In January-December, Sanoma Trade's net sales were at the comparable year's level. Also adjusted for changes in the Division structure, net sales were stable.

Operating profit excluding non-recurring items decreased by 30% mainly due to the lower sales margin and customer volume in the Finnish kiosks. The result improved in trade services and movie operations. Bookstores posted a clearly lower result than in the comparable year. The non-recurring items included in the operating profit totalled EUR -32.5 million (2009: EUR -3.6 million) and consisted of an impairment of goodwill in the Dutch press distribution operations as well as restructuring in the Estonian and Russian operations. In the comparable year, the non-recurring items were related to restructuring in Russia, Latvia and Lithuania.

Sanoma Trade's investments in tangible and intangible assets totalled EUR 30.2 million (2009: EUR 25.5 million), and focused mainly on concept development in kiosks and bookstores, ICT projects and 3D digital equipment. In May, the marketing logistics company Postituspojat was acquired to strengthen trade services' growth strategy. There were no major acquisitions in the comparable year.

Continuous development of its product and service offering, based on the consumer insight gained from its 200 million annual customer contacts, is a key success factor for Sanoma Trade. Sanoma Trade continues to focus its resources to improve its concepts and better cater for the needs of its customers. The new kiosk and bookstore concepts continue to be rolled out in 2011, and the service offering of trade services and movie operations will be expanded.
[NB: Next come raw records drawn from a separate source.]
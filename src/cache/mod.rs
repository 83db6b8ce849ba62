//! Snippet resource caching and fetch coordination.
//!
//! This module is the consistency core of the crate: a URL-keyed,
//! write-once cache of resolved snippet mappings, fronted by a coordinator
//! that guarantees **single-flight** fetching - at most one outstanding
//! network request per resource URL, no matter how many viewers and
//! providers ask for it concurrently.
//!
//! # Architecture Overview
//!
//! The store keeps two process-wide tables, both keyed by the normalized
//! resource URL:
//!
//! - `resolved`: URL → `Arc<SnippetMap>`. Populated at most once per URL and
//!   never replaced or mutated afterwards, so every reader shares the same
//!   mapping object for the life of the store.
//! - `pending`: URL → a shared in-flight fetch. Every caller that observes
//!   the same URL before the fetch settles clones and awaits the *same*
//!   future; the entry is removed the instant it settles, success or
//!   failure, whether or not the result was cached.
//!
//! # Coordination
//!
//! Resolution is a check-then-act sequence - cache lookup, pending lookup,
//! pending creation - that must be atomic on a multi-threaded runtime. The
//! pending table's entry API provides exactly that: a vacant entry is
//! filled before the shard lock is released, so two racing callers can
//! never both install a fetch for one URL.
//!
//! ```text
//! caller A: resolve(H) ──► miss ──► install pending ──► GET /snippets.json
//! caller B: resolve(H) ──► miss ──► join pending ─────────────┐
//! caller C: resolve(H) ──► miss ──► join pending ─────────────┤
//!                                            settle ◄─────────┘
//!                    success: cache H, drop pending, all of A/B/C get the
//!                             same Arc
//!                    failure: drop pending, all of A/B/C get a clone of the
//!                             same error
//! ```
//!
//! There is no retry, cancellation, or timeout at this layer: a resolution
//! runs to settlement once started. Callers that arrive after a failed
//! fetch has settled start a fresh one.

use std::collections::HashMap;
use std::sync::Arc;

use dashmap::DashMap;
use dashmap::mapref::entry::Entry;
use futures::FutureExt;
use futures::future::{BoxFuture, Shared};
use serde::Deserialize;
use tracing::{debug, warn};

use crate::constants::SNIPPETS_RESOURCE_PATH;
use crate::core::SnipviewError;

/// Immutable snippet-key → source-text mapping for one resource.
///
/// Deserialized from the JSON object the host serves at
/// [`SNIPPETS_RESOURCE_PATH`] and handed out as `Arc<SnippetMap>`; once a
/// mapping is in the store it is never replaced.
#[derive(Debug, Clone, Default, PartialEq, Eq, Deserialize)]
#[serde(transparent)]
pub struct SnippetMap(HashMap<String, String>);

impl SnippetMap {
    /// Returns the source text for `key`, if present.
    pub fn get(&self, key: &str) -> Option<&str> {
        self.0.get(key).map(String::as_str)
    }

    /// Whether the mapping contains `key`.
    pub fn contains_key(&self, key: &str) -> bool {
        self.0.contains_key(key)
    }

    /// Iterates over the snippet keys, in arbitrary order.
    pub fn keys(&self) -> impl Iterator<Item = &str> {
        self.0.keys().map(String::as_str)
    }

    /// Number of snippets in the mapping.
    pub fn len(&self) -> usize {
        self.0.len()
    }

    /// Whether the mapping is empty.
    pub fn is_empty(&self) -> bool {
        self.0.is_empty()
    }
}

impl FromIterator<(String, String)> for SnippetMap {
    fn from_iter<T: IntoIterator<Item = (String, String)>>(iter: T) -> Self {
        Self(iter.into_iter().collect())
    }
}

/// A joinable in-flight fetch. `Shared` hands every caller a clone of the
/// same settled result.
type SharedFetch = Shared<BoxFuture<'static, Result<Arc<SnippetMap>, SnipviewError>>>;

/// Normalizes a configured host to its resource URL.
///
/// One trailing path separator is stripped before appending the fixed
/// resource path, so hosts differing only by a trailing `/` share a cache
/// entry.
#[must_use]
pub fn resource_url(host: &str) -> String {
    let trimmed = host.strip_suffix('/').unwrap_or(host);
    format!("{trimmed}{SNIPPETS_RESOURCE_PATH}")
}

/// Process-wide snippet store: resolved cache plus fetch coordinator.
///
/// Construct one per process (or one per test) and pass it by `Arc` to
/// every [`Viewer`](crate::viewer::Viewer) and
/// [`Provider`](crate::provider::Provider). The store is deliberately an
/// explicit, injectable object rather than an ambient global: tests build
/// isolated stores while production shares one.
pub struct SnippetStore {
    client: reqwest::Client,
    resolved: Arc<DashMap<String, Arc<SnippetMap>>>,
    pending: Arc<DashMap<String, SharedFetch>>,
}

impl SnippetStore {
    /// Creates a store with a default HTTP client.
    #[must_use]
    pub fn new() -> Self {
        Self::with_client(reqwest::Client::new())
    }

    /// Creates a store using a caller-supplied HTTP client.
    ///
    /// The client is shared by every fetch the store issues.
    #[must_use]
    pub fn with_client(client: reqwest::Client) -> Self {
        Self {
            client,
            resolved: Arc::new(DashMap::new()),
            pending: Arc::new(DashMap::new()),
        }
    }

    /// Resolves the snippet mapping for `host`.
    ///
    /// Fast path: a cached mapping is returned immediately with zero network
    /// activity. Otherwise the caller either joins the in-flight fetch for
    /// the URL or installs a new one. All callers joined on one fetch settle
    /// together: with the same `Arc` on success, or a clone of the same
    /// error on failure.
    ///
    /// # Errors
    ///
    /// [`SnipviewError::NetworkFailure`] for a non-success HTTP status,
    /// [`SnipviewError::TransportFailure`] for a connect, body, or
    /// JSON-parse error. Both are terminal for the attempt; nothing retries.
    pub async fn resolve(&self, host: &str) -> Result<Arc<SnippetMap>, SnipviewError> {
        let url = resource_url(host);

        if let Some(mapping) = self.resolved.get(&url) {
            debug!(target: "cache", "cache hit for {url}");
            return Ok(Arc::clone(mapping.value()));
        }

        // Vacant entries are filled before the shard lock is released, so
        // exactly one caller installs the fetch; everyone else joins it.
        let fetch = match self.pending.entry(url.clone()) {
            Entry::Occupied(entry) => {
                debug!(target: "cache", "joining in-flight fetch for {url}");
                entry.get().clone()
            }
            Entry::Vacant(entry) => {
                // The previous fetch may have settled between the cache
                // check and this point; re-check before installing a new
                // one so a cached URL is never refetched.
                if let Some(mapping) = self.resolved.get(&url) {
                    return Ok(Arc::clone(mapping.value()));
                }
                let fetch = Self::install_fetch(
                    self.client.clone(),
                    Arc::clone(&self.resolved),
                    Arc::clone(&self.pending),
                    url.clone(),
                );
                entry.insert(fetch.clone());
                fetch
            }
        };

        fetch.await
    }

    /// Returns the cached mapping for `host` without any network activity.
    #[must_use]
    pub fn cached(&self, host: &str) -> Option<Arc<SnippetMap>> {
        self.resolved
            .get(&resource_url(host))
            .map(|entry| Arc::clone(entry.value()))
    }

    /// Builds the shared future for a new fetch of `url`.
    ///
    /// The future itself writes the cache and removes the pending entry as
    /// it settles, so the cleanup happens no matter which joined caller
    /// drives it to completion.
    fn install_fetch(
        client: reqwest::Client,
        resolved: Arc<DashMap<String, Arc<SnippetMap>>>,
        pending: Arc<DashMap<String, SharedFetch>>,
        url: String,
    ) -> SharedFetch {
        async move {
            let result = Self::fetch_mapping(&client, &url).await;
            match &result {
                Ok(mapping) => {
                    // Write-once: an existing entry is never replaced.
                    resolved
                        .entry(url.clone())
                        .or_insert_with(|| Arc::clone(mapping));
                    debug!(target: "cache", "resolved {url} ({} snippets)", mapping.len());
                }
                Err(err) => {
                    warn!(target: "cache", "fetch for {url} failed: {err}");
                }
            }
            pending.remove(&url);
            result
        }
        .boxed()
        .shared()
    }

    async fn fetch_mapping(
        client: &reqwest::Client,
        url: &str,
    ) -> Result<Arc<SnippetMap>, SnipviewError> {
        debug!(target: "cache", "fetching {url}");
        let response =
            client
                .get(url)
                .send()
                .await
                .map_err(|err| SnipviewError::TransportFailure {
                    cause: err.to_string(),
                })?;

        let status = response.status();
        if !status.is_success() {
            return Err(SnipviewError::NetworkFailure {
                status: status.as_u16(),
            });
        }

        let mapping: SnippetMap =
            response
                .json()
                .await
                .map_err(|err| SnipviewError::TransportFailure {
                    cause: err.to_string(),
                })?;
        Ok(Arc::new(mapping))
    }
}

impl Default for SnippetStore {
    fn default() -> Self {
        Self::new()
    }
}

impl std::fmt::Debug for SnippetStore {
    fn fmt(&self, f: &mut std::fmt::Formatter<'_>) -> std::fmt::Result {
        f.debug_struct("SnippetStore")
            .field("resolved", &self.resolved.len())
            .field("pending", &self.pending.len())
            .finish()
    }
}
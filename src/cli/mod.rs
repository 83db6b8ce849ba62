//! Command-line interface for snipview.
//!
//! Two subcommands over the same library core the embeddable widgets use:
//! `show` drives a [`Viewer`](crate::viewer::Viewer) against a terminal
//! renderer, `list` resolves a host's mapping and prints the available
//! keys. The host comes from `--host` or the configuration precedence
//! chain.

mod list;
mod show;

use std::process::ExitCode;
use std::sync::Arc;

use anyhow::Result;
use clap::{Parser, Subcommand};
use tracing_subscriber::EnvFilter;

use crate::cache::SnippetStore;
use crate::config::SharedDefaults;

/// Display code snippets from a shared snippet host.
#[derive(Debug, Parser)]
#[command(name = "snipview", version, about)]
pub struct Cli {
    #[command(subcommand)]
    command: Commands,

    /// Snippet host to use, overriding every other host source.
    #[arg(long, global = true)]
    host: Option<String>,

    /// Enable debug logging (equivalent to RUST_LOG=debug).
    #[arg(short, long, global = true, conflicts_with = "quiet")]
    verbose: bool,

    /// Only log errors.
    #[arg(short, long, global = true)]
    quiet: bool,
}

#[derive(Debug, Subcommand)]
enum Commands {
    /// Fetch and display one snippet.
    Show(show::ShowArgs),
    /// List the snippet keys a host provides.
    List(list::ListArgs),
}

impl Cli {
    /// Executes the parsed command.
    ///
    /// Returns the process exit code for outcomes the command has already
    /// reported (a rendered viewer failure); returns `Err` for everything
    /// the caller should display.
    pub async fn execute(self) -> Result<ExitCode> {
        init_logging(self.verbose, self.quiet);

        let store = Arc::new(SnippetStore::new());
        let defaults = Arc::new(SharedDefaults::new());

        match self.command {
            Commands::Show(args) => show::execute(args, self.host, store, defaults).await,
            Commands::List(args) => list::execute(args, self.host, store).await,
        }
    }
}

fn init_logging(verbose: bool, quiet: bool) {
    let filter = if quiet {
        EnvFilter::new("error")
    } else if verbose {
        EnvFilter::new("debug")
    } else {
        EnvFilter::try_from_default_env().unwrap_or_else(|_| EnvFilter::new("warn"))
    };
    let _ = tracing_subscriber::fmt()
        .with_env_filter(filter)
        .with_target(true)
        .with_writer(std::io::stderr)
        .try_init();
}
//! Global constants used throughout the snipview codebase.
//!
//! This module contains the resource path, default language tag, and the
//! names used for discovered configuration. Defining them centrally keeps
//! the wire contract and configuration surface discoverable in one place.

/// Path of the shared snippet resource, relative to the normalized host.
///
/// Every snippet host serves a single JSON object at this path, mapping
/// snippet keys to source text. The leading separator is part of the
/// constant so that host normalization only has to strip a trailing one.
pub const SNIPPETS_RESOURCE_PATH: &str = "/snippets.json";

/// Language tag used when a snippet's file extension is unmapped or absent.
pub const DEFAULT_LANGUAGE: &str = "plaintext";

/// Environment variable consulted as discovered host configuration.
///
/// Sits below the programmatic shared default in the precedence chain;
/// see [`crate::config`] for the full ordering.
pub const HOST_ENV_VAR: &str = "SNIPVIEW_HOST";

/// Directory name under the platform config dir for the user config file.
pub const CONFIG_DIR_NAME: &str = "snipview";

/// File name of the user configuration file.
pub const CONFIG_FILE_NAME: &str = "config.toml";
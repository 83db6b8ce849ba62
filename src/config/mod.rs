//! Configuration resolution for viewers and providers.
//!
//! Host configuration is resolved through an explicit ordered chain of
//! sources, queried highest priority first:
//!
//! 1. value explicitly set on the widget itself;
//! 2. value propagated by an ancestor [`Provider`](crate::provider::Provider);
//! 3. the ambient [`SharedDefaults`], settable programmatically;
//! 4. discovered configuration ([`global::DiscoveredHost`]): the
//!    `SNIPVIEW_HOST` environment variable, then the user config file.
//!
//! There is no built-in fallback host - exhausting the chain is a
//! configuration error. The visual [`Theme`] *does* have a built-in
//! fallback via `Theme::default()`.
//!
//! The snippet key is explicit-only widget configuration and does not go
//! through the chain.

pub mod global;

use std::sync::RwLock;

/// One link in the host-resolution precedence chain.
///
/// Each source either produces a host or reports absence; the chain takes
/// the first present value.
pub trait HostSource {
    /// The host this source currently provides, if any.
    fn host(&self) -> Option<String>;
}

/// Queries `sources` in priority order and returns the first present host.
pub fn first_host(sources: &[&dyn HostSource]) -> Option<String> {
    sources.iter().find_map(|source| source.host())
}

impl HostSource for Option<String> {
    fn host(&self) -> Option<String> {
        self.clone()
    }
}

/// Visual theme for rendering surfaces.
///
/// Unlike the host, the theme always resolves: the built-in fallback is
/// `Theme::default()`.
#[derive(Debug, Clone, Copy, PartialEq, Eq, Default)]
pub enum Theme {
    /// Dark terminal/page backgrounds.
    #[default]
    Dark,
    /// Light terminal/page backgrounds.
    Light,
}

impl Theme {
    /// Parses a configured theme name; unknown names report absence so the
    /// caller can continue down the chain.
    #[must_use]
    pub fn parse(name: &str) -> Option<Self> {
        match name.to_ascii_lowercase().as_str() {
            "dark" => Some(Self::Dark),
            "light" => Some(Self::Light),
            _ => None,
        }
    }
}

/// Ambient defaults shared by every widget wired to the same handle.
///
/// An injectable object, not a global: the embedding application constructs
/// one alongside the [`SnippetStore`](crate::cache::SnippetStore) and passes
/// it to each widget. Setting a default host here affects every widget that
/// has no higher-priority source for it.
#[derive(Debug, Default)]
pub struct SharedDefaults {
    host: RwLock<Option<String>>,
    theme: RwLock<Option<Theme>>,
}

impl SharedDefaults {
    /// Creates an empty set of defaults.
    #[must_use]
    pub fn new() -> Self {
        Self::default()
    }

    /// Sets the ambient default host.
    pub fn set_host(&self, host: impl Into<String>) {
        *self.host.write().expect("defaults lock poisoned") = Some(host.into());
    }

    /// Clears the ambient default host.
    pub fn clear_host(&self) {
        *self.host.write().expect("defaults lock poisoned") = None;
    }

    /// Sets the ambient default theme.
    pub fn set_theme(&self, theme: Theme) {
        *self.theme.write().expect("defaults lock poisoned") = Some(theme);
    }

    /// The ambient default theme, if one was set.
    #[must_use]
    pub fn theme(&self) -> Option<Theme> {
        *self.theme.read().expect("defaults lock poisoned")
    }
}

impl HostSource for SharedDefaults {
    fn host(&self) -> Option<String> {
        self.host.read().expect("defaults lock poisoned").clone()
    }
}
//! snipview - embeddable code-snippet display with a single-flight cache.
//!
//! Many independent embeds - viewers created anywhere in a process - display
//! code snippets pulled from a single shared JSON resource per host
//! (`{host}/snippets.json`). The crate's core is the coordination layer that
//! keeps those embeds cheap and consistent:
//!
//! - a process-wide, URL-keyed **snippet store** with write-once caching and
//!   **single-flight** request deduplication ([`cache`]);
//! - the reactive **viewer state machine** each display widget runs against
//!   that store ([`viewer`]);
//! - an aggregating **provider** that prefetches a resource once on behalf
//!   of any number of child viewers and broadcasts the outcome ([`provider`]).
//!
//! Rendering and syntax highlighting are external collaborators behind the
//! narrow trait seams in [`render`]; a terminal front-end ships as the
//! `snipview` binary ([`cli`]).
//!
//! # Core Modules
//!
//! - [`cache`] - snippet store: resolved cache + fetch coordinator
//! - [`viewer`] - single-snippet display state machine
//! - [`provider`] - aggregating prefetch and broadcast
//! - [`key`] - snippet key parsing and language detection
//! - [`config`] - host precedence chain, shared defaults, discovery
//! - [`render`] - frame types and renderer/highlighter collaborator traits
//! - [`core`] - error taxonomy and CLI error context
//!
//! # Getting Started
//!
//! ```rust,no_run
//! use std::sync::Arc;
//! use snipview::cache::SnippetStore;
//! use snipview::config::SharedDefaults;
//! use snipview::render::{Frame, Renderer};
//! use snipview::viewer::Viewer;
//!
//! struct Stdout;
//! impl Renderer for Stdout {
//!     fn render(&self, frame: &Frame) {
//!         println!("{frame:?}");
//!     }
//! }
//!
//! # async fn example() {
//! let store = Arc::new(SnippetStore::new());
//! let defaults = Arc::new(SharedDefaults::new());
//! let viewer = Arc::new(
//!     Viewer::new(store, defaults, Arc::new(Stdout))
//!         .with_host("https://snippets.example.com")
//!         .with_key("hello@hello.rs"),
//! );
//! viewer.attach().await;
//! # }
//! ```
//!
//! The store and defaults are explicit, injectable objects: construct them
//! once at process start and pass them by `Arc` to every widget. Tests
//! build isolated stores the same way.

pub mod cache;
pub mod cli;
pub mod config;
pub mod constants;
pub mod core;
pub mod key;
pub mod provider;
pub mod render;
pub mod viewer;

#[cfg(any(test, feature = "test-utils"))]
pub mod test_utils;
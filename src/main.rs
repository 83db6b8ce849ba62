//! snipview CLI entry point.
//!
//! Parses arguments, runs the selected command, and reports failures with
//! user-friendly context and suggestions.

use std::process::ExitCode;

use clap::Parser;
use snipview::cli::Cli;
use snipview::core::user_friendly_error;

#[tokio::main]
async fn main() -> ExitCode {
    let cli = Cli::parse();

    #[cfg(windows)]
    colored::control::set_virtual_terminal(true).ok();

    match cli.execute().await {
        Ok(code) => code,
        Err(err) => {
            user_friendly_error(err).display();
            ExitCode::FAILURE
        }
    }
}
//! Aggregating prefetch widget: one fetch on behalf of many viewers.
//!
//! A [`Provider`] resolves its host's snippet mapping once per
//! configuration cycle and then broadcasts the outcome: external
//! subscribers receive a [`PrefetchOutcome`] notification, and every
//! registered child [`Viewer`] without explicit host configuration of its
//! own adopts the provider's host - re-entering `Resolving` and, on the
//! success path, reusing the freshly cached mapping with zero further
//! network activity.
//!
//! The broadcast happens exactly once per prefetch cycle, after the
//! resolution settles, never before. Concurrent providers and viewers on
//! the same host all dedup through the store's single-flight coordinator.

use std::sync::atomic::{AtomicBool, Ordering};
use std::sync::{Arc, Mutex};

use tokio::sync::broadcast;
use tracing::debug;

use crate::cache::{SnippetMap, SnippetStore};
use crate::config::global::DiscoveredHost;
use crate::config::{SharedDefaults, first_host};
use crate::core::SnipviewError;
use crate::viewer::Viewer;

/// Capacity of the completion-notification channel. Slow subscribers that
/// lag further than this miss older outcomes, not newer ones.
const NOTIFY_CAPACITY: usize = 16;

/// Aggregate state of one provider, mutated only by its own prefetch cycle.
#[derive(Debug, Clone, Default)]
pub struct ProviderState {
    /// The host the last cycle ran against, if one resolved.
    pub host: Option<String>,
    /// The resolved mapping, once a cycle has succeeded.
    pub mapping: Option<Arc<SnippetMap>>,
    /// Whether a prefetch cycle is currently underway.
    pub loading: bool,
    /// Failure message of the last cycle, if it failed.
    pub error: Option<String>,
}

/// Completion notification emitted once per prefetch cycle.
#[derive(Debug, Clone)]
pub struct PrefetchOutcome {
    /// The host the cycle ran against (`None` when no host resolved).
    pub host: Option<String>,
    /// The settled result of the cycle.
    pub result: Result<Arc<SnippetMap>, SnipviewError>,
}

/// An aggregator that prefetches one resource for its child viewers.
pub struct Provider {
    store: Arc<SnippetStore>,
    defaults: Arc<SharedDefaults>,
    discovered: DiscoveredHost,
    explicit_host: Mutex<Option<String>>,
    children: Mutex<Vec<Arc<Viewer>>>,
    state: Mutex<ProviderState>,
    notifier: broadcast::Sender<PrefetchOutcome>,
    attached: AtomicBool,
}

impl Provider {
    /// Creates a detached provider wired to `store` and `defaults`.
    #[must_use]
    pub fn new(store: Arc<SnippetStore>, defaults: Arc<SharedDefaults>) -> Self {
        let (notifier, _) = broadcast::channel(NOTIFY_CAPACITY);
        Self {
            store,
            defaults,
            discovered: DiscoveredHost::new(),
            explicit_host: Mutex::new(None),
            children: Mutex::new(Vec::new()),
            state: Mutex::new(ProviderState::default()),
            notifier,
            attached: AtomicBool::new(false),
        }
    }

    /// Sets the provider's explicit host.
    #[must_use]
    pub fn with_host(self, host: impl Into<String>) -> Self {
        *self.explicit_host.lock().expect("provider lock poisoned") = Some(host.into());
        self
    }

    /// Replaces the discovery source (tests, relocated configuration).
    #[must_use]
    pub fn with_discovery(mut self, discovered: DiscoveredHost) -> Self {
        self.discovered = discovered;
        self
    }

    /// Registers a child viewer. Children without explicit hosts of their
    /// own receive this provider's host on the next broadcast.
    pub fn register(&self, viewer: Arc<Viewer>) {
        self.children.lock().expect("provider lock poisoned").push(viewer);
    }

    /// Subscribes to completion notifications. Each prefetch cycle delivers
    /// exactly one [`PrefetchOutcome`] to every open receiver.
    #[must_use]
    pub fn subscribe(&self) -> broadcast::Receiver<PrefetchOutcome> {
        self.notifier.subscribe()
    }

    /// Snapshot of the provider's aggregate state.
    #[must_use]
    pub fn state(&self) -> ProviderState {
        self.state.lock().expect("provider lock poisoned").clone()
    }

    /// Attaches the provider and runs its first prefetch cycle.
    pub async fn attach(&self) {
        self.attached.store(true, Ordering::SeqCst);
        self.prefetch().await;
    }

    /// Changes the explicit host. Runs a new prefetch cycle when attached
    /// and the value actually changed.
    pub async fn set_host(&self, host: impl Into<String>) {
        let host = host.into();
        {
            let mut explicit = self.explicit_host.lock().expect("provider lock poisoned");
            if explicit.as_deref() == Some(host.as_str()) {
                return;
            }
            debug!(target: "provider", "host changed: {:?} -> {:?}", explicit.as_deref(), host);
            *explicit = Some(host);
        }
        if self.attached.load(Ordering::SeqCst) {
            self.prefetch().await;
        }
    }

    /// One prefetch cycle: resolve, settle state, broadcast once.
    async fn prefetch(&self) {
        let host = {
            let explicit = self.explicit_host.lock().expect("provider lock poisoned").clone();
            first_host(&[&explicit, self.defaults.as_ref(), &self.discovered])
        };

        {
            let mut state = self.state.lock().expect("provider lock poisoned");
            state.host = host.clone();
            state.loading = true;
            state.error = None;
        }

        let result = match &host {
            Some(host) => self.store.resolve(host).await,
            None => Err(SnipviewError::MissingConfiguration),
        };

        {
            let mut state = self.state.lock().expect("provider lock poisoned");
            state.loading = false;
            match &result {
                Ok(mapping) => {
                    state.mapping = Some(Arc::clone(mapping));
                    state.error = None;
                }
                Err(err) => {
                    state.error = Some(err.to_string());
                }
            }
        }

        // The broadcast: one notification, then host propagation. Never
        // before settlement, never twice per cycle.
        let _ = self.notifier.send(PrefetchOutcome {
            host: host.clone(),
            result: result.clone(),
        });

        if let Some(host) = &host {
            let children: Vec<Arc<Viewer>> = self
                .children
                .lock()
                .expect("provider lock poisoned")
                .iter()
                .map(Arc::clone)
                .collect();
            for child in children {
                if !child.has_explicit_host() {
                    child.adopt_host(host).await;
                }
            }
        }
        debug!(
            target: "provider",
            "prefetch cycle settled for {host:?} (ok: {})",
            result.is_ok()
        );
    }
}
//! Test utilities for snipview.
//!
//! Available to integration tests through the `test-utils` feature. Nothing
//! here is part of the public API contract.

use std::sync::{Arc, Mutex, Once};

use tracing_subscriber::EnvFilter;

use crate::render::{Frame, Highlighter, Renderer};

static INIT_LOGGING: Once = Once::new();

/// Initializes test-friendly tracing output once per process.
///
/// Honors `RUST_LOG`; does nothing when it is unset so test output stays
/// quiet by default.
pub fn init_test_logging() {
    INIT_LOGGING.call_once(|| {
        if std::env::var("RUST_LOG").is_err() {
            return;
        }
        let _ = tracing_subscriber::fmt()
            .with_env_filter(EnvFilter::from_default_env())
            .with_test_writer()
            .with_target(true)
            .try_init();
    });
}

/// Renderer that records every frame it receives.
#[derive(Debug, Clone, Default)]
pub struct RecordingRenderer {
    frames: Arc<Mutex<Vec<Frame>>>,
}

impl RecordingRenderer {
    /// Creates an empty recorder.
    #[must_use]
    pub fn new() -> Self {
        Self::default()
    }

    /// Snapshot of the frames rendered so far, in order.
    #[must_use]
    pub fn frames(&self) -> Vec<Frame> {
        self.frames.lock().expect("recorder lock poisoned").clone()
    }

    /// The most recent frame, if any.
    #[must_use]
    pub fn last(&self) -> Option<Frame> {
        self.frames().last().cloned()
    }
}

impl Renderer for RecordingRenderer {
    fn render(&self, frame: &Frame) {
        self.frames
            .lock()
            .expect("recorder lock poisoned")
            .push(frame.clone());
    }
}

/// Highlighter that wraps source in `<hl>` tags for a fixed set of
/// languages and reports itself unavailable for the rest.
#[derive(Debug, Clone)]
pub struct StaticHighlighter {
    languages: Vec<&'static str>,
}

impl StaticHighlighter {
    /// A highlighter that knows exactly `languages`.
    #[must_use]
    pub fn knowing(languages: &[&'static str]) -> Self {
        Self {
            languages: languages.to_vec(),
        }
    }
}

impl Highlighter for StaticHighlighter {
    fn highlight(&self, source: &str, language: &str) -> Option<String> {
        if self.languages.contains(&language) {
            Some(format!("<hl lang=\"{language}\">{source}</hl>"))
        } else {
            None
        }
    }
}
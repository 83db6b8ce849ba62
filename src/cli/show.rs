//! `snipview show` - fetch and display one snippet.

use std::process::ExitCode;
use std::sync::Arc;

use anyhow::Result;
use clap::Args;

use crate::cache::SnippetStore;
use crate::config::{SharedDefaults, Theme};
use crate::render::TermRenderer;
use crate::viewer::{Viewer, ViewerState};

#[derive(Debug, Args)]
pub struct ShowArgs {
    /// Snippet key (`name@filename.ext`, or a bare filename).
    key: String,

    /// Theme for terminal colors.
    #[arg(long, value_parser = parse_theme)]
    theme: Option<Theme>,
}

fn parse_theme(raw: &str) -> Result<Theme, String> {
    Theme::parse(raw).ok_or_else(|| format!("unknown theme `{raw}` (expected dark or light)"))
}

/// Runs a viewer against the terminal renderer. The renderer prints both
/// the ready and failed frames, so this only maps the final state to an
/// exit code.
pub async fn execute(
    args: ShowArgs,
    host: Option<String>,
    store: Arc<SnippetStore>,
    defaults: Arc<SharedDefaults>,
) -> Result<ExitCode> {
    let theme = args.theme.or_else(|| defaults.theme()).unwrap_or_default();
    let mut viewer = Viewer::new(store, defaults, Arc::new(TermRenderer::new(theme)))
        .with_key(args.key);
    if let Some(host) = host {
        viewer = viewer.with_host(host);
    }

    viewer.attach().await;
    match viewer.state() {
        ViewerState::Ready { .. } => Ok(ExitCode::SUCCESS),
        _ => Ok(ExitCode::FAILURE),
    }
}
In 2011, Sanoma Trade's net sales are estimated to grow slightly and operating profit excluding non-recurring items is estimated to improve clearly. The effects of the Aldipress transfer to Sanoma Media have been included both for the current and comparable year.  

THE GROUP

Personnel

In 2010, the average number of persons employed by the Sanoma Group was 19,463 (2009: 20,625; 2008: 21,329). In full-time equivalents, the number of Group employees at the end of the year was 15,405 (2009: 16,723; 2008: 18,453). Divestments and restructuring decreased the number of personnel in 2010. In addition, some of the restructuring measures initiated in 2009 affected the number of employees also in 2010. In full-time equivalents, Sanoma Magazines had 4,980 (5,191) employees at the end of 2010, Sanoma News 2,016 (2,306), Sanoma Entertainment 218 (458), Sanoma Learning & Literature 2,656 (2,745) and Sanoma Trade 5,370 (5,943). During the year, a Financial Shared Service Centre was established at headquarters and the number of employees in the Parent Company rose to 165 (79).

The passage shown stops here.